* _Instructions for the task_:
Go through the records, and copy each line in which the string "their" is present.

* _Entries shown_:
::::

// ---------------------------------------------------------------------------
// Client lifecycle
// ---------------------------------------------------------------------------

/// Create a client from a JSON `ClientConfig`. Missing fields take their
/// defaults; a null `config_json` means all defaults.
///
/// Returns null on invalid JSON, if the runtime cannot start, or if an
/// internal panic occurs. Free with `kitchen_client_free`.
#[unsafe(no_mangle)]
pub extern "C" fn kitchen_client_new(config_json: *const c_char) -> *mut FfiKitchenClient {
    guard(|| {
        let config = if config_json.is_null() {
            ClientConfig::default()
        } else {
            let parsed = unsafe { read_str(config_json) }
                .ok_or_else(|| "config is not UTF-8".to_string())
                .and_then(|raw| serde_json::from_str::<ClientConfig>(raw).map_err(|e| e.to_string()));
            match parsed {
                Ok(config) => config,
                Err(err) => {
                    tracing::error!(%err, "rejecting client config");
                    return ptr::null_mut();
                }
            }
        };

        let runtime = match tokio::runtime::Builder::new_multi_thread()
            .worker_threads(2)
            .thread_name("kitchen-ffi")
            .enable_all()
            .build()
        {
            Ok(runtime) => runtime,
            Err(err) => {
                tracing::error!(%err, "failed to start runtime");
                return ptr::null_mut();
            }
        };

        let api = KitchenApi::new(config, runtime.handle().clone());
        Box::into_raw(Box::new(FfiKitchenClient { runtime, api }))
    })
    .unwrap_or(ptr::null_mut())
}

/// Free a client created by `kitchen_client_new`. Calls still in flight are
/// abandoned and their callbacks may never run. Safe to call with null.
#[unsafe(no_mangle)]
pub extern "C" fn kitchen_client_free(client: *mut FfiKitchenClient) {
    if !client.is_null() {
        let _ = guard(|| {
            let client = unsafe { Box::from_raw(client) };
            let FfiKitchenClient { runtime, api, .. } = *client;
            drop(api);
            runtime.shutdown_background();
        });
    }
}

// ---------------------------------------------------------------------------
// Descriptor calls
// ---------------------------------------------------------------------------

/// Build the request for a JSON-encoded call such as
/// `{"operation":"fetch_data_detail","args":{"id":7}}`, with the session's
/// bearer token attached when logged in.
///
/// Returns null if an argument is null, the call does not parse, or the
/// base URL is invalid. Free with `kitchen_free_request`.
#[unsafe(no_mangle)]
pub extern "C" fn kitchen_build_request(
    client: *const FfiKitchenClient,
    call_json: *const c_char,
) -> *mut FfiHttpRequest {
    guard(|| {
        if client.is_null() {
            return ptr::null_mut();
        }
        let client = unsafe { &*client };
        let Some(raw) = (unsafe { read_str(call_json) }) else {
            return ptr::null_mut();
        };
        let call: FfiCall = match serde_json::from_str(raw) {
            Ok(call) => call,
            Err(err) => {
                tracing::warn!(%err, "unparseable call");
                return ptr::null_mut();
            }
        };
        client
            .api
            .prepare(&Endpoint::from(call))
            .map_or(ptr::null_mut(), FfiHttpRequest::from_core)
    })
    .unwrap_or(ptr::null_mut())
}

::::

* _Task answer_:
/// Create a client from a JSON `ClientConfig`. Missing fields take their
/// abandoned and their callbacks may never run. Safe to call with null.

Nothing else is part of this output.